## What the exercise asks
Could you count how many lines of the data include "stored" and answer with the number only?

## Input material
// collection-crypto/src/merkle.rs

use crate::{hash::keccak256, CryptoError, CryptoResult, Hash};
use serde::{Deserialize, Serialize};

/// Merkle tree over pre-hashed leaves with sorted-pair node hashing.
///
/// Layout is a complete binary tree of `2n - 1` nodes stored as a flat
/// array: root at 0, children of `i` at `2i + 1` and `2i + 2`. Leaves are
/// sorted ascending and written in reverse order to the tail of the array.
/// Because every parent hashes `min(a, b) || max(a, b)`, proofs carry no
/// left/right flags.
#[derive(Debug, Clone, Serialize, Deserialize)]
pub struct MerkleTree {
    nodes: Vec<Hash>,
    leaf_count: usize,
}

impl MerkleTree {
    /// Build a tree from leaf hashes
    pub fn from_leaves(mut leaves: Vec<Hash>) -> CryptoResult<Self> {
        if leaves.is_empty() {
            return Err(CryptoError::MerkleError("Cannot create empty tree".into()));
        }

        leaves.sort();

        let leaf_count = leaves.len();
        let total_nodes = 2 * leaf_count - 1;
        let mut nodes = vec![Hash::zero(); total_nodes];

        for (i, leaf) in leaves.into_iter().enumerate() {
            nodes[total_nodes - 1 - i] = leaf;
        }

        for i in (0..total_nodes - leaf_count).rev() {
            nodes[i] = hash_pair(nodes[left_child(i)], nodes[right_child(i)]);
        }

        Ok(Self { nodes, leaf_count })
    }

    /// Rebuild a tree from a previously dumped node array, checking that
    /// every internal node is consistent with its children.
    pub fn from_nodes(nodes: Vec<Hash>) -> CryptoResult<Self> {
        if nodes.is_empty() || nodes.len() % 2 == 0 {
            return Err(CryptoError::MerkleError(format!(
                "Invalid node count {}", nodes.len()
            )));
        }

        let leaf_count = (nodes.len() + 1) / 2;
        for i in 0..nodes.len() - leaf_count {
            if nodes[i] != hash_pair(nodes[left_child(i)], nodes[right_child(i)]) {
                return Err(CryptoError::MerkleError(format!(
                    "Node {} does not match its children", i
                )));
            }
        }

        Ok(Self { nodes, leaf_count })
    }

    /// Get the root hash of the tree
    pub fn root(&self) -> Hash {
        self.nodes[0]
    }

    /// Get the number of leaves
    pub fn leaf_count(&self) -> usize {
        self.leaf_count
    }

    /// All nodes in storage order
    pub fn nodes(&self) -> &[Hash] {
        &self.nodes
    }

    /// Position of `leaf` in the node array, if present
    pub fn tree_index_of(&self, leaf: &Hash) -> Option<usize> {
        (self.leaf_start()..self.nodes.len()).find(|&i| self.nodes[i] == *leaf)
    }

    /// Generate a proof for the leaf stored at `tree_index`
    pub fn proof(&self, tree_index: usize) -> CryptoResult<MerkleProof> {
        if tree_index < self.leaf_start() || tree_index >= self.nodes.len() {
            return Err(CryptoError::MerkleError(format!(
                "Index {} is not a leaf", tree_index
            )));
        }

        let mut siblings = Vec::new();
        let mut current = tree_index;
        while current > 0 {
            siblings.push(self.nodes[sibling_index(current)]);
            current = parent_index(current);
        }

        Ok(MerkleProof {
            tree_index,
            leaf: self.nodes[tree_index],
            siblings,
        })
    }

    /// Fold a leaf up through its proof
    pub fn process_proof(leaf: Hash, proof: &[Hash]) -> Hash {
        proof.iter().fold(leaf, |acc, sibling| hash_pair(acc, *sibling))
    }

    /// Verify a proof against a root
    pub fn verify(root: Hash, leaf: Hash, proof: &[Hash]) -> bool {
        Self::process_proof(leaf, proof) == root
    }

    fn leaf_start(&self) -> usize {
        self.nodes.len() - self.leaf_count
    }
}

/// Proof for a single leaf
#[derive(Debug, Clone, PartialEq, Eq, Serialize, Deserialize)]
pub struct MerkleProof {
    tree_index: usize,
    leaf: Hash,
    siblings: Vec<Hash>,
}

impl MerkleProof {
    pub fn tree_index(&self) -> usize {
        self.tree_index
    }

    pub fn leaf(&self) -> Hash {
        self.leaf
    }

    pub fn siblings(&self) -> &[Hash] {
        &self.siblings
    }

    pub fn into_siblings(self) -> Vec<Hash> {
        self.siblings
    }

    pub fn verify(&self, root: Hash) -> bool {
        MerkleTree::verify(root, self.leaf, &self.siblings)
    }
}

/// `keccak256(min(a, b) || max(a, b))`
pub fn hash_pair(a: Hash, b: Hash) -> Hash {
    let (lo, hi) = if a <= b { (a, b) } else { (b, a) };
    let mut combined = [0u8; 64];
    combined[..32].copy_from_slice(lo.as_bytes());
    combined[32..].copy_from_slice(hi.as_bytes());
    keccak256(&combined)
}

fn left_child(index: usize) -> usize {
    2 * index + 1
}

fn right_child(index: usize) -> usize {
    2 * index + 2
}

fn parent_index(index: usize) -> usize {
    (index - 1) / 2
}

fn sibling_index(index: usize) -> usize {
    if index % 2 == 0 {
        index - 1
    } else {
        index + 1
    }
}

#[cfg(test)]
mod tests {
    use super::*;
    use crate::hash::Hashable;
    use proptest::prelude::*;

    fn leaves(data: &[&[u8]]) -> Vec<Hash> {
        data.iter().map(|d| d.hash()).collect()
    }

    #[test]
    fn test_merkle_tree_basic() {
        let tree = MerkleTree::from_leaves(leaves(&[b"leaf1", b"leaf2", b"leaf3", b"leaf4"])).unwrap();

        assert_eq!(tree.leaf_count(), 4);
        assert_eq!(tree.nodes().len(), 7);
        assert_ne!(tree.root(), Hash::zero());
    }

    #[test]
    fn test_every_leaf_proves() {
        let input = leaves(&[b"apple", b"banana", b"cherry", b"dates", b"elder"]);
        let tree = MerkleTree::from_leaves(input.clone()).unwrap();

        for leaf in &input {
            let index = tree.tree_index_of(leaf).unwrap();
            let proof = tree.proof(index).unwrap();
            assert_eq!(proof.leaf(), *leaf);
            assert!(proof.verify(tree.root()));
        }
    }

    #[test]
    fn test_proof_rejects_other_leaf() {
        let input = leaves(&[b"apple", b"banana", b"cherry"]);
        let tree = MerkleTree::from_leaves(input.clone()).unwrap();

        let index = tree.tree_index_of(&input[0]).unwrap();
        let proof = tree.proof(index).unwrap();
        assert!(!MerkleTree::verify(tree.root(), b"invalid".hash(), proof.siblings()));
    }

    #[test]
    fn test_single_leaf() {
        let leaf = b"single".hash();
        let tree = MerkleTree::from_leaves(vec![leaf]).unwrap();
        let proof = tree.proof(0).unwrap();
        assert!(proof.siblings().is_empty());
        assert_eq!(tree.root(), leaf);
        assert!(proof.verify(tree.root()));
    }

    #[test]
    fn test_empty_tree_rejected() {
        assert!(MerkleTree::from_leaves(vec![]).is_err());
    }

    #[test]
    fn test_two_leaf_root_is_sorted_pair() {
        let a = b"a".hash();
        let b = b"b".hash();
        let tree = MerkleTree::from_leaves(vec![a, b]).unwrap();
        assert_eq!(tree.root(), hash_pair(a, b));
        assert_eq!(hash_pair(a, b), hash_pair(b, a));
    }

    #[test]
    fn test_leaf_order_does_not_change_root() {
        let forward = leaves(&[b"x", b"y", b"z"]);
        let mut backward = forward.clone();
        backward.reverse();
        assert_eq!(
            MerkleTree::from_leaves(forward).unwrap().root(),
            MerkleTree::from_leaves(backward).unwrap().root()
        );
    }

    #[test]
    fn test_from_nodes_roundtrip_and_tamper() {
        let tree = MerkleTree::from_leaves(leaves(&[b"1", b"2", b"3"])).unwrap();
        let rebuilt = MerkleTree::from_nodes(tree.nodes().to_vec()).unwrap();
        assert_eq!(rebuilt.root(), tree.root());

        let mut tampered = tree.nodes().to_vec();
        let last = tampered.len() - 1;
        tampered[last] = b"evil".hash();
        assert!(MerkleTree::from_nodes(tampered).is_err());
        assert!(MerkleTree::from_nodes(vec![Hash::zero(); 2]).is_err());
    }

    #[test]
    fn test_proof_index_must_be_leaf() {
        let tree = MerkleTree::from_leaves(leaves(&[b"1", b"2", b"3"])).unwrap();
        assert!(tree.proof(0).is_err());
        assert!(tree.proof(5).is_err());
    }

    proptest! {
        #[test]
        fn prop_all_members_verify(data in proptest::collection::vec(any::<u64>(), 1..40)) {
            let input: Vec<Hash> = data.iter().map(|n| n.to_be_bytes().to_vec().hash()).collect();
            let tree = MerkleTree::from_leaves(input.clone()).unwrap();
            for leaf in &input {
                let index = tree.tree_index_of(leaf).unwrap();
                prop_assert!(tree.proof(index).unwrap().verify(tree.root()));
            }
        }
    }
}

...

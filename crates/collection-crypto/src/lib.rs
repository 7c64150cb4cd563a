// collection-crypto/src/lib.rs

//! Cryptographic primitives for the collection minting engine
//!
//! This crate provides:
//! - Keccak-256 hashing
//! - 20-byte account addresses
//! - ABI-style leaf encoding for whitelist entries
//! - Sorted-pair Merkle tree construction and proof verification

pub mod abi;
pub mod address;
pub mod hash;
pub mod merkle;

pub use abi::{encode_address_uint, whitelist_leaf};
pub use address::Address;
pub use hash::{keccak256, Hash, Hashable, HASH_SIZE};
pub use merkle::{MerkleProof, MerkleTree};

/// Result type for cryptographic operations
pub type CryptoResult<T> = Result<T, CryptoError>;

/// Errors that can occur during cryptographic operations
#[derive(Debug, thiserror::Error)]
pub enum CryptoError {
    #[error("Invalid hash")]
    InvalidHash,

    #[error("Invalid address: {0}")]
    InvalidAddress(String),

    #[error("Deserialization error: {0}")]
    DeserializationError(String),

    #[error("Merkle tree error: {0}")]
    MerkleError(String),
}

## Finished task
2